Posts Tagged ‘Spartanburg’

The Eclipse is Coming & School is Starting

Tuesday, August 15th, 2017

Not only do you get three funnies, but this week’s BONUS is a link that will answer your solar eclipse questions.

SAFETY WARNING: Schools are starting their new year. Remember: Where there are stopped school buses, there are fast moving children. Please be careful ….. I do worry. ​​​

Glenn Strange

PS – Don’t miss your BONUS at the very end.


School Days:
1) “Well, Johnny, how did your school report card turn out?“ asks the mother.
“Come on mom; the most important thing is that I’m healthy!“

2) Patty had just finished her first week of school. “I’m wasting my time,” she said to her mother. “I can’t read, I can’t write – and they won’t let me talk!”

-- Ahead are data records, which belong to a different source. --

//! Fanout server listener
//!
//! Handles the TCP accept loop and spawns one session task per connection.

use std::net::SocketAddr;
use std::sync::atomic::{AtomicU64, Ordering};
use std::sync::Arc;

use tokio::net::{TcpListener, TcpStream};
use tokio::sync::Semaphore;
use tokio::task::JoinHandle;

use crate::auth::AuthBackend;
use crate::error::Result;
use crate::registry::{RegistryConfig, StreamRegistry};
use crate::server::config::ServerConfig;
use crate::session::Session;

/// Fanout server
pub struct FanoutServer {
    config: ServerConfig,
    registry: Arc<StreamRegistry>,
    auth: Option<Arc<dyn AuthBackend>>,
    next_session_id: AtomicU64,
    connection_semaphore: Option<Arc<Semaphore>>,
}

impl FanoutServer {
    /// Create a new server in open mode (no authentication backend)
    pub fn new(config: ServerConfig) -> Self {
        Self::with_registry(config, Arc::new(StreamRegistry::new()), None)
    }

    /// Create a new server with custom registry configuration
    pub fn with_registry_config(
        config: ServerConfig,
        registry_config: RegistryConfig,
        auth: Option<Arc<dyn AuthBackend>>,
    ) -> Self {
        Self::with_registry(
            config,
            Arc::new(StreamRegistry::with_config(registry_config)),
            auth,
        )
    }

    /// Create a new server sharing an existing registry
    pub fn with_registry(
        config: ServerConfig,
        registry: Arc<StreamRegistry>,
        auth: Option<Arc<dyn AuthBackend>>,
    ) -> Self {
        let connection_semaphore = if config.max_connections > 0 {
            Some(Arc::new(Semaphore::new(config.max_connections)))
        } else {
            None
        };

        Self {
            config,
            registry,
            auth,
            next_session_id: AtomicU64::new(1),
            connection_semaphore,
        }
    }

    /// Get a reference to the stream registry
    pub fn registry(&self) -> &Arc<StreamRegistry> {
        &self.registry
    }

    /// Bind the configured address and serve forever
    pub async fn run(&self) -> Result<()> {
        let listener = TcpListener::bind(self.config.bind_addr).await?;
        self.serve(listener).await
    }

    /// Run the server with graceful shutdown
    pub async fn run_until<F>(&self, shutdown: F) -> Result<()>
    where
        F: std::future::Future<Output = ()>,
    {
        let listener = TcpListener::bind(self.config.bind_addr).await?;

        tokio::select! {
            _ = shutdown => {
                tracing::info!("Shutdown signal received");
                Ok(())
            }
            result = self.serve(listener) => result,
        }
    }

    /// Serve connections from an already bound listener
    pub async fn serve(&self, listener: TcpListener) -> Result<()> {
        let addr = listener.local_addr()?;
        tracing::info!(addr = %addr, "Fanout server listening");

        let stats_handle = self.spawn_stats_task();
        let result = self.accept_loop(&listener).await;

        if let Some(handle) = stats_handle {
            handle.abort();
        }
        result
    }

    async fn accept_loop(&self, listener: &TcpListener) -> Result<()> {
        loop {
            match listener.accept().await {
                Ok((socket, peer_addr)) => {
                    self.handle_connection(socket, peer_addr);
                }
                Err(e) => {
                    tracing::error!(error = %e, "Failed to accept connection");
                }
            }
        }
    }

    fn handle_connection(&self, socket: TcpStream, peer_addr: SocketAddr) {
        // Check connection limit
        let permit = if let Some(ref sem) = self.connection_semaphore {
            match sem.clone().try_acquire_owned() {
                Ok(permit) => Some(permit),
                Err(_) => {
                    tracing::warn!(peer = %peer_addr, "Connection rejected: limit reached");
                    return;
                }
            }
        } else {
            None
        };

        let session_id = self.next_session_id.fetch_add(1, Ordering::Relaxed);

        tracing::debug!(
            session_id = session_id,
            peer = %peer_addr,
            "New connection"
        );

        if self.config.tcp_nodelay {
            if let Err(e) = socket.set_nodelay(true) {
                tracing::error!(error = %e, "Failed to configure socket");
                return;
            }
        }

        let session = Session::new(
            session_id,
            socket,
            peer_addr,
            self.config.clone(),
            Arc::clone(&self.registry),
            self.auth.clone(),
        );

        tokio::spawn(async move {
            // Held for the lifetime of the session
            let _permit = permit;

            if let Err(e) = session.run().await {
                if e.is_client_error() {
                    tracing::debug!(session_id = session_id, error = %e, "Session refused");
                } else {
                    tracing::warn!(session_id = session_id, error = %e, "Session error");
                }
            }
        });
    }

    fn spawn_stats_task(&self) -> Option<JoinHandle<()>> {
        let interval = self.config.stats_interval;
        if interval.is_zero() {
            return None;
        }

        let registry = Arc::clone(&self.registry);
        Some(tokio::spawn(async move {
            let mut ticker = tokio::time::interval(interval);
            ticker.tick().await;
            loop {
                ticker.tick().await;
                let stats = registry.stats().await;
                tracing::info!(
                    streams = stats.stream_count(),
                    viewers = stats.total_viewers(),
                    "Registry statistics"
                );
                for stream in &stats.streams {
                    let dropped: u64 = stream.qualities.iter().map(|q| q.chunks_dropped).sum();
                    tracing::debug!(
                        stream = %stream.name,
                        viewers = stream.viewers,
                        bytes_in = stream.bytes_in(),
                        dropped = dropped,
                        "Stream statistics"
                    );
                }
            }
        }))
    }

    /// Get the bind address
    pub fn bind_addr(&self) -> SocketAddr {
        self.config.bind_addr
    }
}

impl std::fmt::Debug for FanoutServer {
    fn fmt(&self, f: &mut std::fmt::Formatter<'_>) -> std::fmt::Result {
        f.debug_struct("FanoutServer")
            .field("config", &self.config)
            .field("auth", &self.auth.as_ref().map(|a| a.name()))
            .finish_non_exhaustive()
    }
}
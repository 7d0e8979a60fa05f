//! Server configuration

use std::net::SocketAddr;
use std::time::Duration;

use crate::registry::DEFAULT_SINK_CAPACITY;

/// Default listening port
pub const DEFAULT_PORT: u16 = 9710;

/// Largest chunk read from a producer in one call (one network MTU)
pub const DEFAULT_READ_SIZE: usize = 1500;

/// Longest accepted identifier line, in bytes
pub const MAX_IDENTIFIER_LEN: usize = 512;

/// Server configuration options
#[derive(Debug, Clone)]
pub struct ServerConfig {
    /// Address to bind to
    pub bind_addr: SocketAddr,

    /// Maximum concurrent connections (0 = unlimited)
    pub max_connections: usize,

    /// The identifier line must arrive within this time
    pub handshake_timeout: Duration,

    /// A producer silent for this long is disconnected
    pub read_timeout: Duration,

    /// A viewer that cannot take a chunk within this time is disconnected
    pub write_timeout: Duration,

    /// Maximum bytes read from a producer per chunk
    pub read_size: usize,

    /// Chunks buffered per viewer before the oldest are dropped
    pub viewer_queue_capacity: usize,

    /// Longest accepted identifier line
    pub max_identifier_len: usize,

    /// Enable TCP_NODELAY (disable Nagle's algorithm)
    pub tcp_nodelay: bool,

    /// Interval between statistics log lines (zero disables them)
    pub stats_interval: Duration,
}

impl Default for ServerConfig {
    fn default() -> Self {
        Self {
            bind_addr: SocketAddr::from(([0, 0, 0, 0], DEFAULT_PORT)),
            max_connections: 0, // Unlimited
            handshake_timeout: Duration::from_secs(10),
            read_timeout: Duration::from_secs(5),
            write_timeout: Duration::from_secs(1),
            read_size: DEFAULT_READ_SIZE,
            viewer_queue_capacity: DEFAULT_SINK_CAPACITY,
            max_identifier_len: MAX_IDENTIFIER_LEN,
            tcp_nodelay: true, // Important for low latency
            stats_interval: Duration::from_secs(60),
        }
    }
}

impl ServerConfig {
    /// Create a new config with custom bind address
    pub fn with_addr(addr: SocketAddr) -> Self {
        Self {
            bind_addr: addr,
            ..Default::default()
        }
    }

    /// Set the bind address
    pub fn bind(mut self, addr: SocketAddr) -> Self {
        self.bind_addr = addr;
        self
    }

    /// Set maximum connections
    pub fn max_connections(mut self, max: usize) -> Self {
        self.max_connections = max;
        self
    }

    /// Set handshake timeout
    pub fn handshake_timeout(mut self, timeout: Duration) -> Self {
        self.handshake_timeout = timeout;
        self
    }

    /// Set producer read timeout
    pub fn read_timeout(mut self, timeout: Duration) -> Self {
        self.read_timeout = timeout;
        self
    }

    /// Set viewer write timeout
    pub fn write_timeout(mut self, timeout: Duration) -> Self {
        self.write_timeout = timeout;
        self
    }

    /// Set the per-read chunk size (at least 1 byte)
    pub fn read_size(mut self, size: usize) -> Self {
        self.read_size = size.max(1);
        self
    }

    /// Set the per-viewer queue capacity (at least 1 chunk)
    pub fn viewer_queue_capacity(mut self, capacity: usize) -> Self {
        self.viewer_queue_capacity = capacity.max(1);
        self
    }

    /// Set the statistics log interval
    pub fn stats_interval(mut self, interval: Duration) -> Self {
        self.stats_interval = interval;
        self
    }
}
//! Producer and viewer session handler
//!
//! Reads the identifier line, then either publishes the connection's bytes
//! into a fresh stream or copies an existing quality to the connection.

use std::io;
use std::net::SocketAddr;
use std::sync::Arc;

use bytes::{Bytes, BytesMut};
use tokio::io::{AsyncRead, AsyncReadExt, AsyncWrite, AsyncWriteExt};

use super::identifier::StreamIdentifier;
use super::state::{Role, SessionState};
use crate::auth::AuthBackend;
use crate::error::{Error, Result};
use crate::registry::{ConsumerSink, Quality, RegistryError, Stream, StreamRegistry};
use crate::server::config::ServerConfig;

/// Message written to a viewer whose stream is not live
pub const STREAM_INACTIVE_MESSAGE: &[u8] = b"This stream is inactive.\n";

/// Message written to a viewer whose quality does not exist
pub const QUALITY_MISSING_MESSAGE: &[u8] = b"This stream quality is not available.\n";

/// One accepted connection
pub struct Session<S> {
    state: SessionState,
    socket: S,
    config: ServerConfig,
    registry: Arc<StreamRegistry>,
    auth: Option<Arc<dyn AuthBackend>>,
}

impl<S> Session<S>
where
    S: AsyncRead + AsyncWrite + Unpin + Send,
{
    pub fn new(
        id: u64,
        socket: S,
        peer_addr: SocketAddr,
        config: ServerConfig,
        registry: Arc<StreamRegistry>,
        auth: Option<Arc<dyn AuthBackend>>,
    ) -> Self {
        Self {
            state: SessionState::new(id, peer_addr),
            socket,
            config,
            registry,
            auth,
        }
    }

    /// Session state (phase, resolved stream, statistics)
    pub fn state(&self) -> &SessionState {
        &self.state
    }

    /// Run the session to completion and close the transport
    pub async fn run(mut self) -> Result<()> {
        let result = self.run_inner().await;

        self.state.close();
        let _ = self.socket.shutdown().await;

        tracing::debug!(
            session_id = self.state.id,
            peer = %self.state.peer_addr,
            stream = ?self.state.stream,
            bytes_received = self.state.stats.bytes_received,
            bytes_sent = self.state.stats.bytes_sent,
            duration_ms = self.state.stats.duration().as_millis() as u64,
            "Session closed"
        );

        result
    }

    async fn run_inner(&mut self) -> Result<()> {
        let (token, leftover) = self.read_identifier().await?;

        match StreamIdentifier::parse(&token)? {
            StreamIdentifier::Producer { name, credential } => {
                let quality = self.registry.config().default_quality.clone();
                self.state.resolve(Role::Producer, &name, &quality);
                self.run_producer(&name, &credential, &quality, leftover).await
            }
            StreamIdentifier::Consumer { name, quality } => {
                self.state.resolve(Role::Consumer, &name, &quality);
                self.run_consumer(&name, &quality).await
            }
        }
    }

    /// Read the identifier line; bytes after the newline are returned as the
    /// start of the payload.
    async fn read_identifier(&mut self) -> Result<(String, Bytes)> {
        let timeout = self.config.handshake_timeout;
        let max_len = self.config.max_identifier_len;

        let (line, leftover) =
            tokio::time::timeout(timeout, read_line(&mut self.socket, max_len))
                .await
                .map_err(|_| Error::HandshakeTimeout(timeout))??;

        let token = String::from_utf8(line.to_vec())
            .map_err(|_| Error::InvalidIdentifier("identifier is not valid UTF-8".into()))?;
        Ok((token, leftover))
    }

    async fn authenticate(&self, name: &str, credential: &str) -> Result<()> {
        // No backend configured: open mode
        let Some(auth) = &self.auth else {
            return Ok(());
        };

        match auth.login(name, credential).await {
            Ok(true) => Ok(()),
            Ok(false) => {
                tracing::warn!(
                    session_id = self.state.id,
                    peer = %self.state.peer_addr,
                    stream = %name,
                    "Failed to authenticate producer"
                );
                Err(Error::AuthenticationFailed(name.to_string()))
            }
            Err(e) => {
                tracing::warn!(
                    session_id = self.state.id,
                    stream = %name,
                    backend = auth.name(),
                    error = %e,
                    "Authentication backend error"
                );
                Err(e.into())
            }
        }
    }

    async fn run_producer(
        &mut self,
        name: &str,
        credential: &str,
        quality_name: &str,
        leftover: Bytes,
    ) -> Result<()> {
        self.authenticate(name, credential).await?;

        let (stream, quality) = self
            .registry
            .create_with_quality(name, quality_name)
            .await
            .map_err(|e| {
                tracing::warn!(session_id = self.state.id, stream = %name, error = %e, "Producer rejected");
                e
            })?;

        tracing::info!(
            session_id = self.state.id,
            peer = %self.state.peer_addr,
            stream = %name,
            quality = %quality_name,
            "Publisher registered"
        );

        self.state.activate();
        let result = self.pump_ingest(&quality, leftover).await;

        self.teardown_stream(&stream).await;
        result
    }

    async fn teardown_stream(&self, stream: &Stream) {
        stream.close().await;
        self.registry.delete(stream.name()).await;

        tracing::info!(
            session_id = self.state.id,
            stream = %stream.name(),
            "Publisher disconnected"
        );
    }

    async fn pump_ingest(&mut self, quality: &Quality, leftover: Bytes) -> Result<()> {
        if !leftover.is_empty() {
            self.state.stats.on_received(leftover.len());
            quality.send(leftover).await;
        }

        let mut buf = BytesMut::zeroed(self.config.read_size);
        loop {
            let read = tokio::time::timeout(self.config.read_timeout, self.socket.read(&mut buf[..])).await;

            let n = match read {
                Ok(Ok(0)) => {
                    tracing::debug!(session_id = self.state.id, "Producer sent end of stream");
                    return Ok(());
                }
                Ok(Ok(n)) => n,
                Ok(Err(e)) => return Err(e.into()),
                Err(_) => {
                    return Err(Error::Io(io::Error::new(
                        io::ErrorKind::TimedOut,
                        "producer read timed out",
                    )))
                }
            };

            let chunk = Bytes::copy_from_slice(&buf[..n]);
            self.state.stats.on_received(n);

            if !quality.send(chunk).await {
                // Quality was closed underneath us
                return Ok(());
            }
        }
    }

    async fn lookup(
        &self,
        name: &str,
        quality_name: &str,
    ) -> std::result::Result<(Arc<Stream>, Arc<Quality>), RegistryError> {
        let stream = self.registry.get(name).await?;
        let quality = stream.get_quality(quality_name).await?;
        Ok((stream, quality))
    }

    async fn run_consumer(&mut self, name: &str, quality_name: &str) -> Result<()> {
        let (stream, quality) = match self.lookup(name, quality_name).await {
            Ok(found) => found,
            Err(e) => {
                tracing::info!(session_id = self.state.id, error = %e, "Kicking viewer");
                let message = match e {
                    RegistryError::QualityNotFound { .. } => QUALITY_MISSING_MESSAGE,
                    _ => STREAM_INACTIVE_MESSAGE,
                };
                let _ = tokio::time::timeout(
                    self.config.write_timeout,
                    self.socket.write_all(message),
                )
                .await;
                return Err(e.into());
            }
        };

        let sink = ConsumerSink::new(self.config.viewer_queue_capacity);
        quality.register(sink.clone()).await;
        let viewers = stream.increment_viewer_count();

        tracing::info!(
            session_id = self.state.id,
            peer = %self.state.peer_addr,
            stream = %name,
            quality = %quality_name,
            viewers = viewers,
            "Viewer added"
        );

        self.state.activate();
        let result = self.pump_viewer(&sink).await;

        quality.unregister(&sink).await;
        let viewers = stream.decrement_viewer_count();

        tracing::debug!(
            session_id = self.state.id,
            stream = %name,
            viewers = viewers,
            "Viewer removed"
        );

        result
    }

    async fn pump_viewer(&mut self, sink: &ConsumerSink) -> Result<()> {
        let write_timeout = self.config.write_timeout;
        let (mut reader, mut writer) = tokio::io::split(&mut self.socket);
        let mut discard = [0u8; 256];

        loop {
            tokio::select! {
                chunk = sink.recv() => {
                    let chunk = match chunk {
                        Some(chunk) if !chunk.is_empty() => chunk,
                        _ => {
                            tracing::debug!(session_id = self.state.id, "Removing viewer at end of stream");
                            return Ok(());
                        }
                    };

                    match tokio::time::timeout(write_timeout, writer.write_all(&chunk)).await {
                        Ok(Ok(())) => self.state.stats.on_sent(chunk.len()),
                        Ok(Err(e)) => return Err(e.into()),
                        Err(_) => {
                            return Err(Error::Io(io::Error::new(
                                io::ErrorKind::TimedOut,
                                "viewer write timed out",
                            )))
                        }
                    }
                }
                read = reader.read(&mut discard) => {
                    // Viewers have nothing to say; input only tells us they left
                    match read {
                        Ok(0) | Err(_) => {
                            tracing::debug!(session_id = self.state.id, "Viewer disconnected");
                            return Ok(());
                        }
                        Ok(_) => {}
                    }
                }
            }
        }
    }
}

async fn read_line<R>(reader: &mut R, max_len: usize) -> Result<(BytesMut, Bytes)>
where
    R: AsyncRead + Unpin,
{
    let mut buf = BytesMut::with_capacity(max_len.min(1024));

    loop {
        if let Some(pos) = buf.iter().position(|b| *b == b'\n') {
            if pos > max_len {
                return Err(Error::InvalidIdentifier("identifier too long".into()));
            }
            let line = buf.split_to(pos + 1);
            return Ok((line, buf.freeze()));
        }
        if buf.len() > max_len {
            return Err(Error::InvalidIdentifier("identifier too long".into()));
        }

        if reader.read_buf(&mut buf).await? == 0 {
            if buf.is_empty() {
                return Err(Error::InvalidIdentifier(
                    "connection closed before identifier".into(),
                ));
            }
            // Identifier without trailing newline, terminated by EOF
            return Ok((buf, Bytes::new()));
        }
    }
}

3) Teacher: “How can you make so many mistakes in just one day?”
    Suzy: “I get up early!”


Lunch Time:
A teacher of the earth science class was lecturing on map reading. After explaining about latitude, longitude, degrees and minutes, the teacher asked, “Suppose I asked you to meet me for lunch at 23 degrees, 4 minutes north latitude and 45 degrees, 15 minutes east longitude…?”
After a confused silence, a voice volunteered, “I guess you’d be eating alone.”​


Drop Out:
Tommy dropped out of school, and his buddy asked: “Why?”
“I got discouraged, that’s all. I failed every subject except geography.”
“Every subject except geography? How do you explain that?”
“I didn’t take geography!”​


Quote from Glenn’s Client
“We have received compliments all week on Glenn Strange’s performance. Our guest left the event in a positive and cheerful mode, reminded of Glenn’s incredibly meaningful closure.”
    Ginnie Currin
Granville County Chamber of Commerce



Clean Comedy Entertainment
Laughing is Fun For Everyone
Call 864-439-1369
Just hit *Info*

PPS – Your Bonus:Solar Eclipse Answers:
On Monday August 21, a solar eclipse will cut across the entire United States. And wherever you are, you will be able to see it. Even though the “totality” — the area where the sun is completely blocked out by the moon — is only 70 miles wide, the whole country (even Alaska and Hawaii) will experience a partial eclipse.
CLICK HERE for more interesting details:


 

Almost Weekly Funnies

Thursday, August 10th, 2017

This week, I’m in Pigeon Forge, TN, taking part in a family entertainers conference. I’m honored to be a part of this conference where performers from all parts of the world gather for a full week to share, learn, and improve.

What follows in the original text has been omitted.